Parmi les outils juridiques et financiers qui sont à l’interface de l’environnement et de la propriété figure la concession. Cette dernière permet d’historiciser la notion de propriété, dont l’origine a longtemps été une question philosophique, et d’aborder la notion conjointe de l’appropriation elle-même. En matière juridique, une concession est, selon l’Académie française, « un contrat par lequel l’administration confie à un particulier […] la gestion d’un service public [et/ou] la réalisation d’un ouvrage public ». La concession a des déclinaisons commerciales, mais elle peut aussi être un transfert de propriété sans enjeu capitalistique. La concession est limitée dans le temps et ses procédures d’attribution sont régulièrement renouvelées. Mais, dans l’usage, la concession désigne la chose sur laquelle s’exerce ce droit. Au cœur du questionnement, la dimension juridique de la concession n’épuise pas le sens du terme : celui qui concède cherche à apaiser un débat ou une contestation et, bien souvent, il répond à une demande. En ce sens, la concession participe d’un objectif politique, elle est ancrée dans un univers social. Elle est aussi un moyen au service d’une stratégie, comme l’occupation territoriale ou l’affirmation de la souveraineté.

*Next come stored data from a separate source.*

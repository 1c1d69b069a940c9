use super::keymap::{KeyConfig, KeyMap};
use crate::config::Config;
use crate::domain::models::CommandItem;
use std::path::PathBuf;
use std::sync::Arc;
use std::time::Duration;

pub mod command_palette;
pub mod history;

// Re-exports
pub use command_palette::{CommandPaletteState, DEFAULT_PLACEHOLDER};
pub use history::HistoryState;

pub const DEFAULT_FOCUS_DELAY: Duration = Duration::from_millis(10);

#[derive(Debug, Clone, PartialEq)]
pub struct AppState {
    // --- Status ---
    pub should_quit: bool,
    pub status_message: Option<String>,
    pub last_error: Option<String>,

    // --- Command Palette ---
    pub command_palette: CommandPaletteState,
    pub focus_delay: Duration,

    // --- Host ---
    pub history: HistoryState,
    pub catalog_path: Option<PathBuf>,

    // --- Config ---
    pub keymap: Arc<KeyMap>,
    pub palette_type: crate::theme::PaletteType,
    pub theme: crate::theme::Theme,
}

impl AppState {
    #[must_use]
    pub fn new(config: &Config, items: Vec<CommandItem>) -> Self {
        Self {
            command_palette: CommandPaletteState::new(items, config.placeholder.clone()),
            focus_delay: Duration::from_millis(config.focus_delay_ms),
            catalog_path: config.commands_file.clone(),
            keymap: Arc::new(KeyMap::from_config(&config.keys)),
            palette_type: config.theme,
            theme: crate::theme::Theme::from_palette_type(config.theme),
            ..Default::default()
        }
    }
}

impl Default for AppState {
    fn default() -> Self {
        Self {
            should_quit: false,
            status_message: None,
            last_error: None,
            command_palette: CommandPaletteState::default(),
            focus_delay: DEFAULT_FOCUS_DELAY,
            history: HistoryState::default(),
            catalog_path: None,
            keymap: Arc::new(KeyMap::from_config(&KeyConfig::default())),
            palette_type: crate::theme::PaletteType::CatppuccinMocha,
            theme: crate::theme::Theme::default(),
        }
    }
}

Depuis l’apparition du mot au XIIIe siècle, la concession a été un outil régulièrement mobilisé par les pouvoirs notamment dans le cadre de politiques de développements économiques. Bien identifiée dans le domaine minier, mais aussi dans la construction d’infrastructure ou de conquête agricole, la concession a surtout attiré l’attention des historiens de l’économie et des entreprises. Quoique les types de concessions soient diversifiés en fonction des périodes, des secteurs d’application, des systèmes juridiques et des milieux naturels, il s’agit en général d’un outil mis en œuvre par la puissance souveraine pour parer son incapacité à financer une infrastructure ou une exploitation. Les raisons de cette délégation (différente de la « délégation de service public ») mêlent la nécessité de développer des équipements, l’entreprenariat des entreprises, et le défaut de fonds de l’autorité souveraine. Les dispositifs mis en place concourent aux rapports de l’État à ses administrés par les différentes modalités de délégations choisies.

L’approche historique de la concession, surtout envisagée sous l’angle de la politique économique, révèle que la nature et ses ressources se trouvent bien souvent au centre de l’intérêt des délégataires. Dès le Moyen Âge, les mines sont ouvertes sous le régime de la concession. À bien des égards, les franchises de conquêtes agricoles participent également de ce mouvement : les autorités politiques s’en servent pour peupler des terres qui leur échappent largement. Les concessions coloniales ont également de lourdes implications environnementales, à l’image de la sylviculture ou de l’extraction de matières premières, mais aussi sur la biodiversité animale. Le régime concessionnaire accompagne la conversion de la nature ou de l’environnement au service de la production. Agissant comme un puissant levier, il permet de donner de la valeur à un simple potentiel.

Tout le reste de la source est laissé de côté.